Action item: Everything before the line containing "if value >= 0xE000" stays out; print that line and all lines below it through the last, exactly.

§

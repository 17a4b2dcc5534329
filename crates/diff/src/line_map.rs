//! Line-mode speedup: every distinct line becomes one synthetic char.

use std::collections::HashMap;

use crate::difference::Difference;

/// Highest line index that still maps to a valid `char` once the surrogate
/// range is skipped.
const LAST_LINE: usize = 0x10FFFF - 0x800;

/// Lines of the source beyond this count are folded into one final line so
/// the target still has codes left.
const SOURCE_LINE_LIMIT: usize = LAST_LINE / 3 * 2;

/// Maps the lines of two texts to synthetic chars so the engine can diff
/// them a line at a time.
#[derive(Debug, Clone)]
pub struct LineMap {
    /// Unique lines; index 0 is an unused sentinel so no line maps to `'\0'`
    lines: Vec<String>,
    source_map: Vec<char>,
    target_map: Vec<char>,
}

impl LineMap {
    /// Split both texts into lines (each keeping its trailing `\n`) and encode
    /// them against a shared line table.
    pub fn new(source: &[char], target: &[char]) -> Self {
        let mut map = Self {
            lines: vec![String::new()],
            source_map: Vec::new(),
            target_map: Vec::new(),
        };
        let mut index = HashMap::new();
        map.source_map = map.encode(source, &mut index, SOURCE_LINE_LIMIT);
        map.target_map = map.encode(target, &mut index, LAST_LINE);
        map
    }

    /// Source text with each line replaced by its code
    pub fn source_map(&self) -> &[char] {
        &self.source_map
    }

    /// Target text with each line replaced by its code
    pub fn target_map(&self) -> &[char] {
        &self.target_map
    }

    /// Number of distinct lines seen in both texts
    pub fn line_count(&self) -> usize {
        self.lines.len() - 1
    }

    /// Expand the line codes of every difference back into real text.
    pub fn restore(&self, diffs: &mut [Difference]) {
        for diff in diffs {
            let text: String = diff
                .text
                .chars()
                .filter_map(|code| self.lines.get(line_index(code)))
                .map(String::as_str)
                .collect();
            diff.text = text;
        }
    }

    fn encode(&mut self, text: &[char], index: &mut HashMap<String, usize>, limit: usize) -> Vec<char> {
        let mut codes = Vec::new();
        let mut start = 0;
        while start < text.len() {
            let end = if self.lines.len() >= limit {
                text.len()
            } else {
                text[start..]
                    .iter()
                    .position(|&c| c == '\n')
                    .map_or(text.len(), |i| start + i + 1)
            };
            let line: String = text[start..end].iter().collect();
            let i = match index.get(&line) {
                Some(&i) => i,
                None => {
                    self.lines.push(line.clone());
                    index.insert(line, self.lines.len() - 1);
                    self.lines.len() - 1
                }
            };
            codes.push(line_code(i));
            start = end;
        }
        codes
    }
}

fn line_code(index: usize) -> char {
    let value = if index < 0xD800 { index } else { index + 0x800 };
    // Indices never exceed LAST_LINE, which keeps the value in range.
    char::from_u32(value as u32).unwrap_or(char::REPLACEMENT_CHARACTER)
}

fn line_index(code: char) -> usize {
    let value = code as usize;
    if value >= 0xE000 {
        value - 0x800
    } else {
        value
    }
}

#[cfg(test)]
mod tests {
    use super::*;
    use pretty_assertions::assert_eq;

    fn chars(s: &str) -> Vec<char> {
        s.chars().collect()
    }

    #[test]
    fn lines_to_codes() {
        let map = LineMap::new(&chars("alpha\nbeta\nalpha\n"), &chars("beta\nalpha\nbeta\n"));
        assert_eq!(map.source_map(), &['\u{1}', '\u{2}', '\u{1}']);
        assert_eq!(map.target_map(), &['\u{2}', '\u{1}', '\u{2}']);
        assert_eq!(map.line_count(), 2);
    }

    #[test]
    fn last_line_without_newline_is_distinct() {
        let map = LineMap::new(&chars("a\nb"), &chars("a\nb\n"));
        assert_eq!(map.source_map(), &['\u{1}', '\u{2}']);
        assert_eq!(map.target_map(), &['\u{1}', '\u{3}']);
    }

    #[test]
    fn restore_expands_codes() {
        let map = LineMap::new(&chars("alpha\nbeta\nalpha\n"), &chars("beta\nalpha\nbeta\n"));
        let mut diffs = vec![
            Difference::equal("\u{1}\u{2}\u{1}"),
            Difference::insert("\u{2}"),
        ];
        map.restore(&mut diffs);
        assert_eq!(
            diffs,
            vec![
                Difference::equal("alpha\nbeta\nalpha\n"),
                Difference::insert("beta\n"),
            ]
        );
    }

    #[test]
    fn codes_skip_surrogates() {
        assert_eq!(line_index(line_code(0xD7FF)), 0xD7FF);
        assert_eq!(line_index(line_code(0xD800)), 0xD800);
        assert_eq!(line_code(0xD800), '\u{E000}');
        assert_eq!(line_index(line_code(LAST_LINE)), LAST_LINE);
    }
}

§

Exercise result:
    if value >= 0xE000 {
        value - 0x800
    } else {
        value
    }
}

#[cfg(test)]
mod tests {
    use super::*;
    use pretty_assertions::assert_eq;

    fn chars(s: &str) -> Vec<char> {
        s.chars().collect()
    }

    #[test]
    fn lines_to_codes() {
        let map = LineMap::new(&chars("alpha\nbeta\nalpha\n"), &chars("beta\nalpha\nbeta\n"));
        assert_eq!(map.source_map(), &['\u{1}', '\u{2}', '\u{1}']);
        assert_eq!(map.target_map(), &['\u{2}', '\u{1}', '\u{2}']);
        assert_eq!(map.line_count(), 2);
    }

    #[test]
    fn last_line_without_newline_is_distinct() {
        let map = LineMap::new(&chars("a\nb"), &chars("a\nb\n"));
        assert_eq!(map.source_map(), &['\u{1}', '\u{2}']);
        assert_eq!(map.target_map(), &['\u{1}', '\u{3}']);
    }

    #[test]
    fn restore_expands_codes() {
        let map = LineMap::new(&chars("alpha\nbeta\nalpha\n"), &chars("beta\nalpha\nbeta\n"));
        let mut diffs = vec![
            Difference::equal("\u{1}\u{2}\u{1}"),
            Difference::insert("\u{2}"),
        ];
        map.restore(&mut diffs);
        assert_eq!(
            diffs,
            vec![
                Difference::equal("alpha\nbeta\nalpha\n"),
                Difference::insert("beta\n"),
            ]
        );
    }

    #[test]
    fn codes_skip_surrogates() {
        assert_eq!(line_index(line_code(0xD7FF)), 0xD7FF);
        assert_eq!(line_index(line_code(0xD800)), 0xD800);
        assert_eq!(line_code(0xD800), '\u{E000}');
        assert_eq!(line_index(line_code(LAST_LINE)), LAST_LINE);
    }
}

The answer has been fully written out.